Duality is one of the ways we understand reality, but it is not the fact of reality. It is more about how our minds and language work. There are very few true opposites. Electrons and positrons, protons and antiprotons...most of the things we think of in dualistic terms are actually gradients of presence and absence - light/dark or hot/cold, or they are merely mental/emotional abstractions without inherent actuality - like/dislike or mine/not mine.

Love has no opposite just as it has no set form. It is what you make it with those you love. Choose to impose conditions and it is conditional that much. Choose to not impose conditions and it is unconditional that much. But it is never wholly one thing or another, which is why it is so interesting as a way to be.

Will: But...if...

"If" is not the path to unconditional love. "If" is the path to regret and suffering.

Will: All is recognized to, most fundamentally, be one.

All is not one. All is not two.

Will: When our consciousness is grounded in our true identity...

There is no other identity that you are ever grounded in. There only is thinking that there might be.

Will: ...unconditional love is inherent to our being who we are!
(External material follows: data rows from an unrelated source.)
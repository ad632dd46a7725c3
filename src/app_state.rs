//! The core state machine bridging portfolio content and the viewport.
//!
//! A TUI needs a single source of truth that can be interrogated and mutated
//! as the user scrolls and navigates. Everything funnels through here: the
//! rendered document and its layout, the viewport offset, the scroll-spy that
//! tracks the active section, and the navigator that glides to a requested
//! one. Every offset change, whether from a keystroke or a glide tick, is
//! treated as a scroll event and fed straight back into the spy.

use crate::content::Portfolio;
use crate::geometry::DocumentLayout;
use crate::navigator::ScrollNavigator;
use crate::render;
use crate::scroll_spy::ScrollSpy;
use crate::section::SectionRegistry;
use ratatui::text::Line;

/// Bridges content, geometry, scroll-spy and navigator for the UI.
pub struct AppState {
    /// Ordered section descriptors driving the navigation header.
    pub registry: SectionRegistry,
    /// Loaded portfolio content; immutable for the session.
    pub portfolio: Portfolio,
    /// Pre-wrapped document rows at the current width.
    pub document: Vec<Line<'static>>,
    /// Row bands of the rendered sections.
    pub layout: DocumentLayout,
    /// Tracks which section is active for the header highlight.
    pub spy: ScrollSpy,
    /// Advances smooth scrolls issued from the navigation header.
    pub navigator: ScrollNavigator,
    /// Topmost visible document row.
    pub scroll_offset: usize,
    /// Rows the body area can show; set on resize.
    pub viewport_height: usize,
    /// Keyboard cursor in the navigation header.
    pub selected_nav: usize,
    /// Status feedback displayed in the help bar.
    pub message: Option<String>,
    /// Configured maximum wrap width.
    pub wrap_width: usize,
    /// Width the document was last rendered at.
    rendered_width: usize,
}

impl AppState {
    #[must_use]
    /// Initialises application state and renders the document once.
    ///
    /// `probe_offset` is the sticky-header compensation handed to the
    /// scroll-spy; the active section starts as the landing section.
    pub fn new(
        portfolio: Portfolio,
        registry: SectionRegistry,
        probe_offset: usize,
        wrap_width: usize,
    ) -> Self {
        let rendered = render::render(&portfolio, &registry, wrap_width);
        let mut spy = ScrollSpy::new(&registry, probe_offset);
        spy.subscribe(|id| tracing::debug!(id, "active section changed"));
        Self {
            registry,
            portfolio,
            document: rendered.lines,
            layout: rendered.layout,
            spy,
            navigator: ScrollNavigator::new(),
            scroll_offset: 0,
            viewport_height: 0,
            selected_nav: 0,
            message: None,
            wrap_width,
            rendered_width: wrap_width,
        }
    }

    /// Adapts to a new terminal size, re-rendering when the width changed.
    ///
    /// The header and help bar take three rows each; the rest is viewport.
    /// Geometry always comes from the freshly rendered layout, so the spy
    /// never sees stale bands after a reflow.
    pub fn resize(&mut self, width: usize, height: usize) {
        self.viewport_height = height.saturating_sub(6);
        let effective = self.wrap_width.min(width.saturating_sub(2)).max(24);
        if effective != self.rendered_width {
            let rendered = render::render(&self.portfolio, &self.registry, effective);
            self.document = rendered.lines;
            self.layout = rendered.layout;
            self.rendered_width = effective;
        }
        self.apply_offset(self.scroll_offset);
    }

    #[must_use]
    /// Furthest row the viewport can scroll to.
    pub fn max_offset(&self) -> usize {
        self.document.len().saturating_sub(self.viewport_height)
    }

    #[must_use]
    /// Currently active section id.
    pub fn active(&self) -> &str {
        self.spy.active()
    }

    /// Scrolls up by `rows`, cancelling any glide in progress.
    pub fn scroll_up(&mut self, rows: usize) {
        self.navigator.cancel();
        self.message = None;
        self.apply_offset(self.scroll_offset.saturating_sub(rows));
    }

    /// Scrolls down by `rows`, cancelling any glide in progress.
    pub fn scroll_down(&mut self, rows: usize) {
        self.navigator.cancel();
        self.message = None;
        self.apply_offset(self.scroll_offset.saturating_add(rows));
    }

    /// Scrolls up one viewport height.
    pub fn page_up(&mut self) {
        self.scroll_up(self.viewport_height.max(1));
    }

    /// Scrolls down one viewport height.
    pub fn page_down(&mut self) {
        self.scroll_down(self.viewport_height.max(1));
    }

    /// Jumps to the top of the document.
    pub fn home(&mut self) {
        self.navigator.cancel();
        self.message = None;
        self.apply_offset(0);
    }

    /// Jumps to the bottom of the document.
    pub fn end(&mut self) {
        self.navigator.cancel();
        self.message = None;
        self.apply_offset(self.max_offset());
    }

    /// Moves the navigation cursor left, wrapping around.
    pub fn select_prev_nav(&mut self) {
        if self.selected_nav == 0 {
            self.selected_nav = self.registry.len().saturating_sub(1);
        } else {
            self.selected_nav -= 1;
        }
    }

    /// Moves the navigation cursor right, wrapping around.
    pub fn select_next_nav(&mut self) {
        self.selected_nav = (self.selected_nav + 1) % self.registry.len().max(1);
    }

    /// Starts a glide to the section under the navigation cursor and
    /// reports the destination in the help bar.
    pub fn activate_selected(&mut self) {
        if let Some(descriptor) = self.registry.get(self.selected_nav) {
            let id = descriptor.id.clone();
            self.message = Some(format!("Aller à {}", descriptor.label));
            self.activate(&id);
        }
    }

    /// Starts a glide to the section at `index` in document order.
    ///
    /// Out-of-range indices are ignored and leave the help bar alone.
    pub fn activate_index(&mut self, index: usize) {
        if self.registry.get(index).is_some() {
            self.selected_nav = index;
            self.activate_selected();
        }
    }

    /// Starts a glide to the section with the given id.
    ///
    /// Unknown ids and sections without geometry are silent no-ops.
    pub fn activate(&mut self, id: &str) {
        self.navigator.activate(id, &self.layout, self.max_offset());
    }

    /// Advances a running glide by one tick.
    ///
    /// Each applied offset is a scroll event, so the active section may pass
    /// through intermediate values before settling. Returns whether the
    /// viewport moved (and therefore needs a redraw).
    pub fn on_tick(&mut self) -> bool {
        if let Some(next) = self.navigator.step(self.scroll_offset) {
            self.apply_offset(next);
            true
        } else {
            false
        }
    }

    /// Clamps and applies a new offset, then recomputes the active section.
    fn apply_offset(&mut self, offset: usize) {
        self.scroll_offset = offset.min(self.max_offset());
        self.spy.recompute(self.scroll_offset, &self.layout);
    }
}

#[cfg(test)]
#[path = "tests/app_state.rs"]
mod tests;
There is no inherent nature of this sort. You must choose your nature and make it your own through practice.

Will: So it seems to me that the focus of our practice should be continually bringing our consciousness back to the remembrance of who we actually are. When we know that all other things are understood.

Focus on practicing remembrance of who you were, or wish you were, and that is what you will understand. If you wish to understand unconditional love, that is what you must practice. There is no easy short cut here. You only become what you do. You only understand what you consider.